Proving Drug Trafficking Offence in Malaysia: An Analysis of the Dangerous Drugs Act 1952 and Case Law
DOI:
https://doi.org/10.7492/e8fpg404Abstract
Proving a drug trafficking offence under section 39B(1) of the of the Dangerous Drugs Act 1952 (Act 234)(DDA 1952) is a challenging task, mainly because the section does not prescribe its elements, leaving much to judicial interpretation. Based on an analysis of case law, proof of possession is an important element to prove trafficking.

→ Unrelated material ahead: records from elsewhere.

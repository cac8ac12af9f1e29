//! Flux stores that only ever hold immutable values
//!
//! This crate layers two guards over a plain object oriented store:
//!
//! ```text
//! ┌───────────────────────────────────────────────┐
//! │ ImmutableReducerStore                          │
//! │  - init must set exactly one `defaultState`    │
//! │  - private methods are pure reducers           │
//! └───────────────────────────────────────────────┘
//!                        │
//!                        ▼
//! ┌───────────────────────────────────────────────┐
//! │ ImmutableStore                                 │
//! │  - every field after init is immutable         │
//! │  - every accessor result is immutable          │
//! └───────────────────────────────────────────────┘
//!                        │
//!                        ▼
//! ┌───────────────────────────────────────────────┐
//! │ ObjectOrientedStore                            │
//! │  - init, bind_actions, dispatch, mock_dispatch │
//! └───────────────────────────────────────────────┘
//! ```
//!
//! "Immutable" means a persistent collection from [`im`] or a primitive; see
//! [`check_immutable`].
//!
//! # Example
//!
//! ```rust
//! use immutable_store::{Action, ImmutableReducerStore, ReducerStoreOptions, Store, Value};
//!
//! # fn main() -> immutable_store::Result<()> {
//! let options = ReducerStoreOptions::new("things")
//!     .init(|ctx| {
//!         ctx.set("defaultState", Value::map([("a", 0)]));
//!         ctx.bind_actions("set_thing", "setThing");
//!         Ok(())
//!     })
//!     .reducer("setThing", |_state, args| Ok(args[0].clone()))
//!     .public("getThing", |ctx, _args| Ok(ctx.value("state")));
//!
//! let mut store = ImmutableReducerStore::new(options)?;
//! store.dispatch(&Action::new("set_thing", "ok"))?;
//! assert_eq!(store.call("getThing", &[])?, Value::from("ok"));
//! # Ok(())
//! # }
//! ```

mod action;
mod context;
mod error;
mod immutable_store;
mod object_store;
mod reducer_store;
mod value;

pub use action::Action;
pub use context::StoreContext;
pub use error::{Result, StoreError};
pub use immutable_store::{check_immutable, init_override, public_override, ImmutableStore};
pub use object_store::{
    InitFn, ObjectOrientedStore, PrivateFn, PublicFn, Store, StoreOptions, TestUtils,
};
pub use reducer_store::{
    reducer_init_override, reducer_override, ImmutableReducerStore, ReducerFn,
    ReducerStoreOptions, DEFAULT_STATE_KEY, STATE_KEY,
};
pub use value::{ImmutableList, ImmutableMap, PlainArray, PlainObject, Value};

// Re-export the persistent collection library so dependents build values
// with the same types the guards accept
pub use im;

There are two (2) ways of proving possession: actual possession (custody, control and knowledge) and presumed possession (custody or control) and knowledge under section 37(d) of the DDA 1952. This research adopted doctrinal legal research involving detailed analysis of the DDA 1952, the Criminal Procedure Code (Act 593)(CPC), the Evidence Act 1950 (Act 56), case law and scholarly writings related to this area. The findings reveal that in several cases not only section 37(d) has been invoked to prove presumed possession but also section 37 (da) of the DDA 1952 to prove presumed trafficking leading to the use of double presumption. Although section 37A of the DDA 1952 was inserted in 2014 to address the application of double presumption, the Federal Court in Alma Nudo Atenza v Public Prosecutor & Another Appeal [2019] 5 CLJ 780 ruled that double presumption was not only rejected but also considered unconstitutional. The research aims to analyse the modes of proving drug trafficking offence under section 39B(1) of the DDA 1952 particularly in terms of the element of possession.